Síndrome Antifosfolípidico ou Síndrome de Hughes
Síndrome Antifosfolípido: o que é?
O síndrome antifosfolípido (SAF) ou de Hughes (Professor Graham Hughes que em 1983, em Londres, descrevia esta doença), é uma doença autoimune sistémica. O organismo doente produz anticorpos contra as proteínas ligadas aos fosfolipídios - elementos estruturais presentes na membrana das células do organismo, incluindo as células sanguíneas e as que revestem os vasos sanguíneos.
A presença destes anticorpos pode aumentar o risco de desenvolvimento de coágulos sanguíneos nas veias ou artérias ou aumentar o risco de aborto espontâneo na mulher grávida. Assim a doença pode caracterizar-se por episódios, recorrentes ou não, de trombose das artérias ou veias e/ou por morbidade na gravide, contudo, algumas pessoas são portadoras destes anticorpos, mas nunca chegam a desenvolver a doença.
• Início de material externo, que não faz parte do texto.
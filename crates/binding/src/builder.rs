//! Assembling forms from metadata descriptions.
//!
//! A form description is an ordered list of [`FieldMetadata`]. Each entry is
//! bound to the field kind matching its declared type, so callers that load
//! descriptions from JSON or YAML never name kinds themselves.

use std::path::Path;
use std::rc::Rc;

use metaform_types::{FieldMetadata, ValueType};
use tracing::debug;

use crate::error::{FieldError, FormError};
use crate::field::BoundField;
use crate::form::{Form, FormControl};
use crate::kind::{BooleanKind, DateKind, EnumKind, IntegerKind, NumericKind, TextKind, UriKind};
use crate::localizer::Localizer;
use crate::monitor::Monitor;
use crate::widget::WidgetAdapter;

/// Errors raised while reading a form description.
#[derive(Debug, thiserror::Error)]
pub enum DescriptionError {
    #[error("form description I/O error: {0}")]
    Io(#[from] std::io::Error),

    #[error("form description parse error: {reason}")]
    Parse { reason: String },
}

impl From<serde_json::Error> for DescriptionError {
    fn from(error: serde_json::Error) -> Self {
        Self::Parse { reason: error.to_string() }
    }
}

impl From<serde_yaml::Error> for DescriptionError {
    fn from(error: serde_yaml::Error) -> Self {
        Self::Parse { reason: error.to_string() }
    }
}

/// Read a form description; `.yaml`/`.yml` files are parsed as YAML, anything else as JSON.
pub fn load_description(path: &Path) -> Result<Vec<FieldMetadata>, DescriptionError> {
    let data = std::fs::read_to_string(path)?;
    let is_yaml = path
        .extension()
        .and_then(|ext| ext.to_str())
        .is_some_and(|ext| ext.eq_ignore_ascii_case("yaml") || ext.eq_ignore_ascii_case("yml"));
    let fields = if is_yaml {
        serde_yaml::from_str(&data)?
    } else {
        serde_json::from_str(&data)?
    };
    Ok(fields)
}

/// Bind `metadata` to the field kind its declared type calls for.
///
/// `String` and `Char` nodes become text fields, `Uri` nodes URI fields.
pub fn bind_control<W: WidgetAdapter + 'static>(
    metadata: FieldMetadata,
    monitor: Rc<dyn Monitor>,
    localizer: Rc<dyn Localizer>,
    widget: W,
) -> Result<Box<dyn FormControl<W>>, FieldError> {
    let control: Box<dyn FormControl<W>> = match metadata.value_type() {
        ValueType::String | ValueType::Char => {
            Box::new(BoundField::<TextKind, W>::new(metadata, monitor, localizer, widget)?)
        }
        ValueType::Uri => Box::new(BoundField::<UriKind, W>::new(metadata, monitor, localizer, widget)?),
        ValueType::Boolean => Box::new(BoundField::<BooleanKind, W>::new(metadata, monitor, localizer, widget)?),
        ValueType::Date | ValueType::Timestamp => {
            Box::new(BoundField::<DateKind, W>::new(metadata, monitor, localizer, widget)?)
        }
        ValueType::Enum(_) => Box::new(BoundField::<EnumKind, W>::new(metadata, monitor, localizer, widget)?),
        value_type if value_type.is_integral() => {
            Box::new(BoundField::<IntegerKind, W>::new(metadata, monitor, localizer, widget)?)
        }
        _ => Box::new(BoundField::<NumericKind, W>::new(metadata, monitor, localizer, widget)?),
    };
    Ok(control)
}

impl<W: WidgetAdapter + 'static> Form<W> {
    /// Build a form with one control per description entry, all sharing `monitor`.
    pub fn from_description(
        fields: impl IntoIterator<Item = FieldMetadata>,
        monitor: Rc<dyn Monitor>,
        localizer: Rc<dyn Localizer>,
        mut widget: impl FnMut(&FieldMetadata) -> W,
    ) -> Result<Self, FormError> {
        let mut form = Form::new();
        for metadata in fields {
            let control = bind_control(metadata.clone(), monitor.clone(), localizer.clone(), widget(&metadata))?;
            form.push(control)?;
        }
        debug!(fields = form.len(), "form assembled");
        Ok(form)
    }
}

#[cfg(test)]
mod tests {
    use super::*;
    use crate::localizer::CatalogLocalizer;
    use crate::monitor::AcceptAll;
    use crate::widget::MemoryWidget;
    use tempfile::tempdir;

    fn fields() -> Vec<FieldMetadata> {
        serde_json::from_str(
            r#"[
                {"name": "title", "type": "string", "format": "m"},
                {"name": "homepage", "type": "uri"},
                {"name": "active", "type": "boolean"},
                {"name": "count", "type": "short"},
                {"name": "price", "type": "big_decimal", "format": "10.3"},
                {"name": "due", "type": "date"},
                {"name": "color", "type": {"enum": ["Red", "Green"]}}
            ]"#,
        )
        .unwrap()
    }

    #[test]
    fn every_declared_type_gets_a_control() {
        let mut form = Form::from_description(
            fields(),
            Rc::new(AcceptAll),
            Rc::new(CatalogLocalizer::new()),
            |_| MemoryWidget::new(),
        )
        .unwrap();
        form.show();
        assert_eq!(form.len(), 7);
        let texts: Vec<String> = form.controls().map(|control| control.widget().text.clone()).collect();
        assert_eq!(texts, vec!["", "", "false", "0", "0.000", "", "Red"]);
    }

    #[test]
    fn duplicate_entries_are_rejected() {
        let mut fields = fields();
        fields.push(FieldMetadata::new("title", ValueType::String));
        let result = Form::from_description(
            fields,
            Rc::new(AcceptAll),
            Rc::new(CatalogLocalizer::new()),
            |_| MemoryWidget::new(),
        );
        assert!(matches!(result, Err(FormError::DuplicateField { .. })));
    }

    #[test]
    fn yaml_description_from_disk() {
        let dir = tempdir().unwrap();
        let path = dir.path().join("order.yml");
        std::fs::write(&path, "- name: customer\n  type: string\n  format: 40m\n  tooltip: customer.tt\n").unwrap();
        let fields = load_description(&path).unwrap();
        assert_eq!(fields.len(), 1);
        assert_eq!(fields[0].tooltip_id(), Some("customer.tt"));
        assert!(fields[0].effective_format().is_mandatory());
    }

    #[test]
    fn malformed_description_is_a_parse_error() {
        let dir = tempdir().unwrap();
        let path = dir.path().join("broken.json");
        std::fs::write(&path, r#"[{"name": "x", "type": "string", "format": "rR"}]"#).unwrap();
        assert!(matches!(load_description(&path), Err(DescriptionError::Parse { .. })));
    }
}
De acordo com o médio internista, embora a prevalência desta patologia não seja conhecida sabe-se, contudo, que atinge sobretudo o sexo feminino e, embora seja mais frequente entre “jovens adultos e adultos de meia-idade”, pode “manifestar-se também em crianças e idosos”.
Classificação
As síndromes trombóticas que se associam à presença de anticorpos anti-cardiolipina, foram inicialmente classificadas, por Bick (1994) em 4 tipologias, baseadas nas diferentes manifestações:
- Tipo I - trombose venosa profunda com ou sem trombose/embolia pulmonar;
- Tipo II - trombose das artérias coronárias; trombose arterial periféricas; trombose aórtica; trombose carotídea;
- Tipo III - trombose da artéria ou veia retinianas; trombose cerebrovascular; acidente isquémico transitório;
- Tipo IV - uma rara combinação dos tipos I, II e III.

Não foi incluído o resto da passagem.